In a letter to “Wish Upon A Hero,” the world’s largest social helping network, Everett wrote, “My name is Zoe. Before Hurricane Sandy I was a typical 19-year-old student at Rutgers. But then came October 29th. I was studying for an exam, waiting out Hurricane Sandy and then I received a phone call. At 11 pm on October 29th, I found out both of my parents had been killed.”
Everett’s parents were driving their pickup truck home with her two younger brothers, who were sleeping in the back seat. A wind gust from Sanday blew a 100-foot tree onto the cab of the pickup truck, killing both of Everett’s parents.
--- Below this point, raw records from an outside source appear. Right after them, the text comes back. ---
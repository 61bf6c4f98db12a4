//! Test helpers shared by unit tests across the crate.

use async_trait::async_trait;
use sqlx::postgres::PgPoolOptions;
use std::sync::atomic::{AtomicUsize, Ordering};
use std::sync::Arc;
use std::time::Duration;

use crate::auth::{Identity, Membership, MembershipAuthority};
use crate::config::AppConfig;
use crate::database::DatabaseError;
use crate::state::AppState;

/// Membership authority over a fixed list of rows that counts its lookups
#[derive(Default)]
pub struct InMemoryMemberships {
    rows: Vec<Membership>,
    fail: bool,
    lookups: AtomicUsize,
}

impl InMemoryMemberships {
    /// Rows as `(username, group_id, is_group_admin)`
    pub fn with(rows: &[(&str, i32, bool)]) -> Self {
        Self {
            rows: rows
                .iter()
                .map(|(username, group_id, is_group_admin)| Membership {
                    username: username.to_string(),
                    group_id: *group_id,
                    is_group_admin: *is_group_admin,
                })
                .collect(),
            ..Self::default()
        }
    }

    /// Every lookup errors as if storage were down
    pub fn failing() -> Self {
        Self {
            fail: true,
            ..Self::default()
        }
    }

    pub fn lookups(&self) -> usize {
        self.lookups.load(Ordering::SeqCst)
    }
}

#[async_trait]
impl MembershipAuthority for InMemoryMemberships {
    async fn find_membership(
        &self,
        username: &str,
        group_id: i32,
    ) -> Result<Option<Membership>, DatabaseError> {
        self.lookups.fetch_add(1, Ordering::SeqCst);
        if self.fail {
            return Err(DatabaseError::Sqlx(sqlx::Error::PoolTimedOut));
        }
        Ok(self
            .rows
            .iter()
            .find(|m| m.username == username && m.group_id == group_id)
            .cloned())
    }
}

/// App state over a pool that never connects unless a handler reaches storage.
/// Must be called inside a tokio runtime.
pub fn test_state(memberships: Arc<InMemoryMemberships>) -> AppState {
    let pool = PgPoolOptions::new()
        .acquire_timeout(Duration::from_millis(100))
        .connect_lazy("postgres://saver@127.0.0.1:1/saver")
        .expect("lazy pool");

    AppState::new(AppConfig::development(), pool)
        .expect("development config signs tokens")
        .with_memberships(memberships)
}

/// `Authorization` header value for `identity`, signed with the state's codec
pub fn bearer(state: &AppState, identity: &Identity) -> String {
    let token = state.codec.sign(identity).expect("sign token");
    format!("Bearer {}", token)
}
“My brothers made it out alive but with some bumps and bruises. I needed to get back home to take care of my 3 younger siblings (ages 17, 14 and 11). I finally made it to the hospital in the morning after battling with Hurricane Sandy all night. I was no longer your typical 19-year-old. A moment in time, a second of bad luck, changed my life and my sibling’s lives forever,” Everett wrote in her letter to “Wish Upon A Hero.”
She went on to state that her goals were to be the guardian of her three younger siblings and to keep the family in the house they all grew up in, but said she was struggling with the challenges of her situation.
“Money is stuck in limbo and I’m doing everything I can to keep my family’s stability in place. School is no longer a priority, but still a goal I am determined to achieve, but my family, my siblings, come first. I love them more than they could ever fathom and I am ready and willing to put any amount of weight on my shoulders to lessen the load on theirs,” Everett wrote in her letter.
Everett said her siblings were “children who deserve to be kids and enjoy the life they have lying before them,” but made a plea for help in order to meet the family’s basic needs.
“I am going to be wise. I am going to be patient. But I won’t be naive, and I won’t say that I don’t need help. Our immediate needs are to pay for groceries and bills in the upcoming months. Every donation is vital to the health and comfort of my siblings I care for and love,” Everett wrote.
Everett’s wish has been granted, and so far she has raised more than $56,000 — well over her initial goal of $5,000.